→ PROBLEM DESCRIPTION: Top to bottom, give the entries again exactly as written.

→ RECORDS SUPPLIED:
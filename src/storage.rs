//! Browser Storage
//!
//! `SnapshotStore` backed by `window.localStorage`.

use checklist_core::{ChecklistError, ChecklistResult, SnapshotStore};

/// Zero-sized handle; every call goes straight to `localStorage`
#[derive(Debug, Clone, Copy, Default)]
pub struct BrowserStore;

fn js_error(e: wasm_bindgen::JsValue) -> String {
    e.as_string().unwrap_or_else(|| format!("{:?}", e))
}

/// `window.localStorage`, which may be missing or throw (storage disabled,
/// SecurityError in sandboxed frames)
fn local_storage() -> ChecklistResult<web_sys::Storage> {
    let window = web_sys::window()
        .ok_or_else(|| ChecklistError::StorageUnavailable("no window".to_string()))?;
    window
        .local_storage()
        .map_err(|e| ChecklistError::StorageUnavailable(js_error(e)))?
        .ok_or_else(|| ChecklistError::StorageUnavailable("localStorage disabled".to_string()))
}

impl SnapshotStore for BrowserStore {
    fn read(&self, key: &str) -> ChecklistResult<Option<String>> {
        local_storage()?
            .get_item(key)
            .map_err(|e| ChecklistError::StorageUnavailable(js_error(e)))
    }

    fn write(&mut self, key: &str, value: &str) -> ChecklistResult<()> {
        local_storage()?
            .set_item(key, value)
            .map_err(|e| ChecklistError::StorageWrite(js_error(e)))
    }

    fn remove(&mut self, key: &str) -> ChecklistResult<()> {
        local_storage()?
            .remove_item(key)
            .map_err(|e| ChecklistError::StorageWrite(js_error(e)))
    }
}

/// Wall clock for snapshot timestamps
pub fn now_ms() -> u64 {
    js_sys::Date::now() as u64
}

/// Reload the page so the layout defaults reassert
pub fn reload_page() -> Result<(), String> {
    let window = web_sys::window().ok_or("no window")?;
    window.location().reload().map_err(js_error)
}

→ REPLY TO THE TASK:
filename src/storage.rs
//! Browser Storage
//!
//! `SnapshotStore` backed by `window.localStorage`.

use checklist_core::{ChecklistError, ChecklistResult, SnapshotStore};

/// Zero-sized handle; every call goes straight to `localStorage`
#[derive(Debug, Clone, Copy, Default)]
pub struct BrowserStore;

fn js_error(e: wasm_bindgen::JsValue) -> String {
    e.as_string().unwrap_or_else(|| format!("{:?}", e))
}

/// `window.localStorage`, which may be missing or throw (storage disabled,
/// SecurityError in sandboxed frames)
fn local_storage() -> ChecklistResult<web_sys::Storage> {
    let window = web_sys::window()
        .ok_or_else(|| ChecklistError::StorageUnavailable("no window".to_string()))?;
    window
        .local_storage()
        .map_err(|e| ChecklistError::StorageUnavailable(js_error(e)))?
        .ok_or_else(|| ChecklistError::StorageUnavailable("localStorage disabled".to_string()))
}

impl SnapshotStore for BrowserStore {
    fn read(&self, key: &str) -> ChecklistResult<Option<String>> {
        local_storage()?
            .get_item(key)
            .map_err(|e| ChecklistError::StorageUnavailable(js_error(e)))
    }

    fn write(&mut self, key: &str, value: &str) -> ChecklistResult<()> {
        local_storage()?
            .set_item(key, value)
            .map_err(|e| ChecklistError::StorageWrite(js_error(e)))
    }

    fn remove(&mut self, key: &str) -> ChecklistResult<()> {
        local_storage()?
            .remove_item(key)
            .map_err(|e| ChecklistError::StorageWrite(js_error(e)))
    }
}

/// Wall clock for snapshot timestamps
pub fn now_ms() -> u64 {
    js_sys::Date::now() as u64
}

/// Reload the page so the layout defaults reassert
pub fn reload_page() -> Result<(), String> {
    let window = web_sys::window().ok_or("no window")?;
    window.location().reload().map_err(js_error)
}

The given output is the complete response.